TOMÁS

UNO DE LOS NUESTROS

“Porque me has visto has creído”

Tomás era un hombre de ideas claras y concretas. Cuando en la Última Cena Jesús anuncia que se va, que ha llegado el fin, él interrumpe preguntando: «Señor, no sabemos adónde vas, ¿cómo podemos saber el camino?» (Jn14,5).

En un momento en el que Jesús corría peligro arengó a sus compañeros:  «Vamos también nosotros y muramos con él» (Jn 11, 16). Sin embargo, cuando vio que la cosa iba en serio, lo abandonó a su suerte al igual que hicieron los otros discípulos. Y cuando mataron a su Maestro se vino abajo con todas sus expectativas. Habían fracasado y ya no valía la pena seguir con aquellos proyectos, ni estar con los amigos. Los amigos le insistían «está vivo ha vuelto a la vida», «Lo hemos visto» (Jn 20, 25), él respondía con lapidaria frase: «Si no veo en sus manos la señal de los clavos, si no meto el dedo en el agujero de los clavos y no meto la mano en su costado, no lo creo» (Jn 20, 25). Por eso lo conocemos como el apóstol incrédulo.

Justo un hombre como los de hoy, como nosotros. Queremos ver para creer. Queremos verificar antes de asentir. 

¿Cómo aceptar algo que no hemos visto ni tocado que tampoco han visto ni tocado quienes nos lo contaron? No nos basta y con razón, aquello de «la fe del carbonero» o que la fe lleve una venda en los ojos; una fe que creía no necesitar instrucción ni formación lo cual no fue cierto ni siquiera para los tiempos de analfabetismo generalizado.

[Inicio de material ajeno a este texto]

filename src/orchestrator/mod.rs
//! 编排层（Orchestration Layer）
//!
//! ## 模块划分
//!
//! ### `acquisition` - 批量获取编排器
//! - 把编码切分成批次，每批交给一个全新的会话
//! - 批次之间检查停止信号
//! - 汇报进度，收集结果文件并做唯一性检查
//!
//! ### `pipeline` - 端到端流程
//! - 校验供应商文件
//! - 获取 → 合并 → 写出
//! - 给出结构化的运行结果
//!
//! ## 层次关系
//!
//! ```text
//! pipeline (供应商文件)
//!     ↓
//! acquisition (Vec<Batch>)
//!     ↓
//! workflow::SessionRunner (单个 Batch)
//!     ↓
//! services (能力层：login / field / export / download)
//!     ↓
//! infrastructure (基础设施：JsExecutor)
//! ```

pub mod acquisition;
pub mod pipeline;

pub use acquisition::{
    AcquisitionConfig, AcquisitionOrchestrator, AcquisitionReport, AcquisitionStatus, BrowserSessionLauncher,
    FailedBatch, SessionLauncher, StopSignal,
};
pub use pipeline::{process_supplier_file, validate_supplier, Pipeline, RunOutcome, RunSummary};
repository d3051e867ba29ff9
use std::sync::Arc;

use ean_report::browser::{IsolatedBrowser, LaunchOptions};
use ean_report::config::Config;
use ean_report::infrastructure::JsExecutor;
use ean_report::models::Batch;
use ean_report::services::{FieldInput, PortalLogin};
use ean_report::utils::logging;
use ean_report::workflow::{SessionConfig, SessionCtx, SessionRunner};

#[tokio::test]
#[ignore] // 默认忽略，需要手动运行：cargo test -- --ignored
async fn test_launch_isolated_browser() {
    // 初始化日志
    logging::init(true);

    let config = Config::from_env();
    let downloads = tempfile::tempdir().expect("创建下载目录失败");
    let options = LaunchOptions {
        headless: config.headless,
        chrome_executable: config.chrome_executable.clone(),
        download_dir: downloads.path().to_path_buf(),
        label: 1,
    };

    let browser = IsolatedBrowser::launch(&options).await.expect("启动浏览器失败");
    let page = browser.new_page("about:blank").await.expect("打开页面失败");
    let executor = JsExecutor::new(page);

    let value: i64 = executor.eval_as("1 + 1").await.expect("执行 JS 失败");
    assert_eq!(value, 2);

    browser.shutdown().await;
}

#[tokio::test]
#[ignore]
async fn test_login_and_field_is_pristine() {
    logging::init(true);

    // 需要 PORTAL_USERNAME / PORTAL_PASSWORD
    let config = Config::from_env();
    let downloads = tempfile::tempdir().expect("创建下载目录失败");
    let options = LaunchOptions {
        headless: config.headless,
        chrome_executable: config.chrome_executable.clone(),
        download_dir: downloads.path().to_path_buf(),
        label: 1,
    };

    let browser = IsolatedBrowser::launch(&options).await.expect("启动浏览器失败");
    let executor = JsExecutor::new(browser.new_page("about:blank").await.expect("打开页面失败"));

    PortalLogin::new(&config.portal, &config.credentials, &config.timings)
        .login(&executor)
        .await
        .expect("登录失败");

    executor.goto(&config.portal.report_url).await.expect("打开查询页失败");
    FieldInput::new(&config.portal.code_field_selector, &config.timings)
        .ensure_pristine(&executor)
        .await
        .expect("输入框应当为空");

    browser.shutdown().await;
}

#[tokio::test]
#[ignore]
async fn test_single_batch_session() {
    logging::init(true);

    let mut config = Config::from_env();
    let downloads = tempfile::tempdir().expect("创建下载目录失败");
    config.download_dir = downloads.path().to_path_buf();

    let batch = Batch::new(1, vec!["5901234123457".to_string(), "4006381333931".to_string()]);
    let ctx = SessionCtx::new(1, 1, batch.len());
    let runner = SessionRunner::new(Arc::new(SessionConfig::from(&config)), batch, ctx);

    let file = runner.run().await.expect("会话失败");
    assert!(file.exists());
    assert!(file.file_name().starts_with("report_batch_001_"));
}
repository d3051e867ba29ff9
pub mod js_executor;

pub use js_executor::JsExecutor;
//! 合并层
//!
//! 供应商数据 + 获取到的报告 → 单张结果表

pub mod links;
pub mod merger;

pub use links::{product_link, LinkBuilder};
pub use merger::{supplier_columns, DatasetMerger, MergedDataset, SupplierColumns, CODE_HEADERS};
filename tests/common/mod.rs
#![allow(dead_code)]

use std::collections::HashMap;
use std::path::{Path, PathBuf};
use std::sync::atomic::{AtomicUsize, Ordering};
use std::sync::Mutex;

use ean_report::error::{SessionError, SessionFailure};
use ean_report::models::{AcquiredFile, Batch};
use ean_report::orchestrator::{SessionLauncher, StopSignal};
use ean_report::workflow::{SessionCtx, SessionState};
use futures::future::BoxFuture;
use rust_xlsxwriter::Workbook;

/// 假会话的结果
#[derive(Clone)]
pub enum Scripted {
    /// 写出给定内容的文件
    Content(Vec<u8>),
    /// 复制已有的文件
    Copy(PathBuf),
    /// 下载超时
    Timeout,
    /// 返回一个磁盘上不存在的文件
    Vanished,
}

/// 不启动浏览器的会话启动器
pub struct FakeLauncher {
    dir: PathBuf,
    script: HashMap<usize, Scripted>,
    stop_at: Option<(usize, StopSignal)>,
    pub seen: Mutex<Vec<usize>>,
    in_flight: AtomicUsize,
    peak: AtomicUsize,
}

impl FakeLauncher {
    pub fn new(dir: &Path) -> Self {
        Self {
            dir: dir.to_path_buf(),
            script: HashMap::new(),
            stop_at: None,
            seen: Mutex::new(Vec::new()),
            in_flight: AtomicUsize::new(0),
            peak: AtomicUsize::new(0),
        }
    }

    pub fn with(mut self, batch_index: usize, outcome: Scripted) -> Self {
        self.script.insert(batch_index, outcome);
        self
    }

    /// 运行到指定批次时触发停止信号
    pub fn stop_during(mut self, batch_index: usize, stop: StopSignal) -> Self {
        self.stop_at = Some((batch_index, stop));
        self
    }

    pub fn seen(&self) -> Vec<usize> {
        let mut seen = self.seen.lock().unwrap().clone();
        seen.sort_unstable();
        seen
    }

    /// 同时运行的会话数峰值
    pub fn peak_in_flight(&self) -> usize {
        self.peak.load(Ordering::SeqCst)
    }

    fn produce(&self, batch: &Batch) -> Result<AcquiredFile, SessionFailure> {
        let path = self.dir.join(format!("report_batch_{:03}.xlsx", batch.index));
        let outcome = self
            .script
            .get(&batch.index)
            .cloned()
            .unwrap_or_else(|| Scripted::Content(format!("batch {}: {}", batch.index, batch.codes.join(" ")).into_bytes()));

        match outcome {
            Scripted::Content(bytes) => {
                std::fs::write(&path, &bytes).unwrap();
                Ok(AcquiredFile::new(batch.index, path, bytes.len() as u64))
            }
            Scripted::Copy(source) => {
                let size = std::fs::copy(source, &path).unwrap();
                Ok(AcquiredFile::new(batch.index, path, size))
            }
            Scripted::Timeout => Err(SessionFailure {
                batch_index: batch.index,
                state: SessionState::ExportClicked,
                error: SessionError::DownloadTimeout { secs: 60 },
            }),
            Scripted::Vanished => Ok(AcquiredFile::new(batch.index, self.dir.join("gone.xlsx"), 10)),
        }
    }
}

impl SessionLauncher for FakeLauncher {
    fn run_batch(&self, batch: Batch, _ctx: SessionCtx) -> BoxFuture<'_, Result<AcquiredFile, SessionFailure>> {
        Box::pin(async move {
            self.seen.lock().unwrap().push(batch.index);
            let running = self.in_flight.fetch_add(1, Ordering::SeqCst) + 1;
            self.peak.fetch_max(running, Ordering::SeqCst);
            // 让出一次，窗口内的其他会话在此期间启动
            tokio::task::yield_now().await;
            self.in_flight.fetch_sub(1, Ordering::SeqCst);

            if let Some((index, stop)) = &self.stop_at {
                if *index == batch.index {
                    stop.trigger();
                }
            }
            self.produce(&batch)
        })
    }
}

pub fn codes(n: usize) -> Vec<String> {
    (1..=n).map(|i| format!("{:013}", i)).collect()
}

/// 写一个只有值的 xlsx
pub fn write_xlsx(path: &Path, headers: &[&str], rows: &[Vec<Cell>]) {
    let mut workbook = Workbook::new();
    let sheet = workbook.add_worksheet();
    for (c, h) in headers.iter().enumerate() {
        sheet.write_string(0, c as u16, *h).unwrap();
    }
    for (r, row) in rows.iter().enumerate() {
        for (c, cell) in row.iter().enumerate() {
            let (r, c) = (r as u32 + 1, c as u16);
            match cell {
                Cell::Text(s) => {
                    sheet.write_string(r, c, *s).unwrap();
                }
                Cell::Num(n) => {
                    sheet.write_number(r, c, *n).unwrap();
                }
                Cell::Blank => {}
            }
        }
    }
    workbook.save(path).unwrap();
}

pub enum Cell {
    Text(&'static str),
    Num(f64),
    Blank,
}
pub mod session_ctx;
pub mod session_flow;
pub mod session_state;

pub use session_ctx::SessionCtx;
pub use session_flow::{SessionConfig, SessionRunner};
pub use session_state::SessionState;
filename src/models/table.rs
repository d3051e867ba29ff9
//! 内存中的表格数据

use std::fmt;

/// 单元格值
#[derive(Debug, Clone, PartialEq, Default)]
pub enum CellValue {
    #[default]
    Empty,
    Text(String),
    Number(f64),
    Bool(bool),
}

impl CellValue {
    pub fn is_empty(&self) -> bool {
        match self {
            CellValue::Empty => true,
            CellValue::Text(s) => s.trim().is_empty(),
            _ => false,
        }
    }

    pub fn as_number(&self) -> Option<f64> {
        match self {
            CellValue::Number(n) => Some(*n),
            CellValue::Text(s) => s.trim().replace(',', ".").parse().ok(),
            _ => None,
        }
    }

    pub fn as_text(&self) -> Option<&str> {
        match self {
            CellValue::Text(s) => Some(s),
            _ => None,
        }
    }

    /// 从文本推断：能解析为数字的视为数字（用于 CSV）
    pub fn infer(raw: &str) -> Self {
        let trimmed = raw.trim();
        if trimmed.is_empty() {
            return CellValue::Empty;
        }
        match trimmed.parse::<f64>() {
            // 科学计数法和超长数字保持文本，交给编码规范化处理
            Ok(n) if n.is_finite() && !trimmed.contains(['e', 'E']) && trimmed.len() < 16 => {
                CellValue::Number(n)
            }
            _ => CellValue::Text(trimmed.to_string()),
        }
    }
}

impl fmt::Display for CellValue {
    fn fmt(&self, f: &mut fmt::Formatter<'_>) -> fmt::Result {
        match self {
            CellValue::Empty => Ok(()),
            CellValue::Text(s) => write!(f, "{}", s),
            CellValue::Number(n) if n.fract() == 0.0 && n.abs() < 1e15 => write!(f, "{:.0}", n),
            CellValue::Number(n) => write!(f, "{}", n),
            CellValue::Bool(b) => write!(f, "{}", b),
        }
    }
}

impl From<&str> for CellValue {
    fn from(s: &str) -> Self {
        CellValue::Text(s.to_string())
    }
}

impl From<String> for CellValue {
    fn from(s: String) -> Self {
        CellValue::Text(s)
    }
}

impl From<f64> for CellValue {
    fn from(n: f64) -> Self {
        CellValue::Number(n)
    }
}

/// 表格：有序表头 + 行
#[derive(Debug, Clone, Default, PartialEq)]
pub struct Table {
    pub headers: Vec<String>,
    pub rows: Vec<Vec<CellValue>>,
}

impl Table {
    pub fn new(headers: Vec<String>) -> Self {
        Self {
            headers,
            rows: Vec::new(),
        }
    }

    pub fn len(&self) -> usize {
        self.rows.len()
    }

    pub fn is_empty(&self) -> bool {
        self.rows.is_empty()
    }

    /// 查找列索引（精确匹配，忽略首尾空白）
    pub fn column(&self, name: &str) -> Option<usize> {
        self.headers.iter().position(|h| h.trim() == name)
    }

    /// 按候选列表顺序查找第一个存在的列
    pub fn first_column<'a, I>(&self, candidates: I) -> Option<(usize, &'a str)>
    where
        I: IntoIterator<Item = &'a str>,
    {
        candidates
            .into_iter()
            .find_map(|name| self.column(name).map(|idx| (idx, name)))
    }

    pub fn has_column(&self, name: &str) -> bool {
        self.column(name).is_some()
    }

    /// 取单元格，越界时返回 Empty
    pub fn cell(&self, row: usize, col: usize) -> &CellValue {
        static EMPTY: CellValue = CellValue::Empty;
        self.rows
            .get(row)
            .and_then(|r| r.get(col))
            .unwrap_or(&EMPTY)
    }

    /// 取某列的全部值
    pub fn column_values(&self, col: usize) -> impl Iterator<Item = &CellValue> + '_ {
        (0..self.rows.len()).map(move |r| self.cell(r, col))
    }

    /// 追加一行，长度自动补齐到表头宽度
    pub fn push_row(&mut self, mut row: Vec<CellValue>) {
        row.resize(self.headers.len(), CellValue::Empty);
        self.rows.push(row);
    }

    /// 若列不存在则追加（值全部为空），返回列索引
    pub fn ensure_column(&mut self, name: &str) -> usize {
        if let Some(idx) = self.column(name) {
            return idx;
        }
        self.headers.push(name.to_string());
        for row in &mut self.rows {
            row.push(CellValue::Empty);
        }
        self.headers.len() - 1
    }

    /// 只保留并按顺序排列给定的列，不存在的列被跳过
    pub fn select_columns(&self, order: &[String]) -> Table {
        let picks: Vec<(usize, String)> = order
            .iter()
            .filter_map(|name| self.column(name).map(|idx| (idx, name.clone())))
            .collect();

        let mut table = Table::new(picks.iter().map(|(_, n)| n.clone()).collect());
        for r in 0..self.rows.len() {
            let row = picks.iter().map(|(idx, _)| self.cell(r, *idx).clone()).collect();
            table.rows.push(row);
        }
        table
    }
}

Hoy queremos una fe de mayoría de edad y ello sumergidos en una cultura que todo lo somete a demostraciones científicas y que se manifiesta como la oposición más radical a lo religioso, aunque bajo la capa de respeto a la libertad de expresión y de creencias

En este ambiente la aseveración cristiana «¡Cristo ha resucitado!» nos resulta difícil, incluso embarazoso. Embarazoso responder a los de fuera y a nosotros mismos se nos hace difícil asumirla.

Una vez más el anacronismo en los conceptos y en el lenguaje nos traiciona. En consecuencia, al hablar de resurrección y al escuchar esos relatos, estamos aplicando nuestras propias categorías sin caer en la cuenta que nuestras palabras y conceptos de hoy no dicen lo mismo que decían hace dos mil años.

Ahí está la dificultad, no sabemos cómo hablar de nuestra fe sin caer en trivialidades dando pie a que se nos malinterprete y nos refugiamos en el aforismo de cierto filósofo (Wittgenstein Tractatus lógico-philosophicus, 7, 1922): «De lo que no se puede hablar, es mejor callar» es decir, de aquello que es lo más importante es mejor no hablar, si lo hacemos, tenemos el riesgo de aumentar la confusión.

Todos tenemos referencia, incluso conocemos y disfrutamos de su amistad, de personas científicamente sabias y a la par creyentes y de otras igualmente sabias y científicas que se declaran agnósticas o increyentes.

Ni la razón ni la ciencia se contraponen a la fe. Simplemente se trata de dos categorías o niveles diferentes y por tanto no se pueden comparar ni oponer entre sí. No es irrazonable creer ni tampoco hablar de nuestra fe, siempre que al hacerlo seamos conscientes de la ruptura de nivel en que nos movemos y sobre todo lo hagamos coherentes con nuestra propia vida, con nuestras actitudes y obras que sí se ven y se tocan.

Pero volvamos a Tomás, a ese hombre de hoy para como él acabar confesando nuestra fe: «¡Señor mío y Dios mío!» (Jn 20, 28).